**What is needed**. Reproduce the records precisely. Every line should be included.

START Provided material

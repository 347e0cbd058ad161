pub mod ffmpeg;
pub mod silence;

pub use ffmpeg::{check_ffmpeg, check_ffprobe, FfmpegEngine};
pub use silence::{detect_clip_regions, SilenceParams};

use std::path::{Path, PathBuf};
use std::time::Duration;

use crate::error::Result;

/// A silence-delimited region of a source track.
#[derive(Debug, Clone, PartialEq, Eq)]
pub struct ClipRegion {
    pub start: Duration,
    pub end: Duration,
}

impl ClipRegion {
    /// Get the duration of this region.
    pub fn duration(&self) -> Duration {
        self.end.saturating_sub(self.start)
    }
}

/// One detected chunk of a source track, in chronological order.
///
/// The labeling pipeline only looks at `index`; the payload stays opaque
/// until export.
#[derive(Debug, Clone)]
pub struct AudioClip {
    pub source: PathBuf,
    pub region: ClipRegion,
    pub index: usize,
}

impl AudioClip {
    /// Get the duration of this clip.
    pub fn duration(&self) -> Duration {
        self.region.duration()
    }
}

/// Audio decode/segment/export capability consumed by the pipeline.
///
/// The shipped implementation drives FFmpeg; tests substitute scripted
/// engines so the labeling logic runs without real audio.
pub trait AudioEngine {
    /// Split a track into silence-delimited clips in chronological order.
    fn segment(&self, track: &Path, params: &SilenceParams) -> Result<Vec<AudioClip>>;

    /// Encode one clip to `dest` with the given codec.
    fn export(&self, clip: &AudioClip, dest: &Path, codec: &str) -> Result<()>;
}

END Provided material

**Response below**.
repository 347e0cbd058ad161
pub mod ffmpeg;
pub mod silence;

pub use ffmpeg::{check_ffmpeg, check_ffprobe, FfmpegEngine};
pub use silence::{detect_clip_regions, SilenceParams};

use std::path::{Path, PathBuf};
use std::time::Duration;

use crate::error::Result;

/// A silence-delimited region of a source track.
#[derive(Debug, Clone, PartialEq, Eq)]
pub struct ClipRegion {
    pub start: Duration,
    pub end: Duration,
}

impl ClipRegion {
    /// Get the duration of this region.
    pub fn duration(&self) -> Duration {
        self.end.saturating_sub(self.start)
    }
}

/// One detected chunk of a source track, in chronological order.
///
/// The labeling pipeline only looks at `index`; the payload stays opaque
/// until export.
#[derive(Debug, Clone)]
pub struct AudioClip {
    pub source: PathBuf,
    pub region: ClipRegion,
    pub index: usize,
}

impl AudioClip {
    /// Get the duration of this clip.
    pub fn duration(&self) -> Duration {
        self.region.duration()
    }
}

/// Audio decode/segment/export capability consumed by the pipeline.
///
/// The shipped implementation drives FFmpeg; tests substitute scripted
/// engines so the labeling logic runs without real audio.
pub trait AudioEngine {
    /// Split a track into silence-delimited clips in chronological order.
    fn segment(&self, track: &Path, params: &SilenceParams) -> Result<Vec<AudioClip>>;

    /// Encode one clip to `dest` with the given codec.
    fn export(&self, clip: &AudioClip, dest: &Path, codec: &str) -> Result<()>;
}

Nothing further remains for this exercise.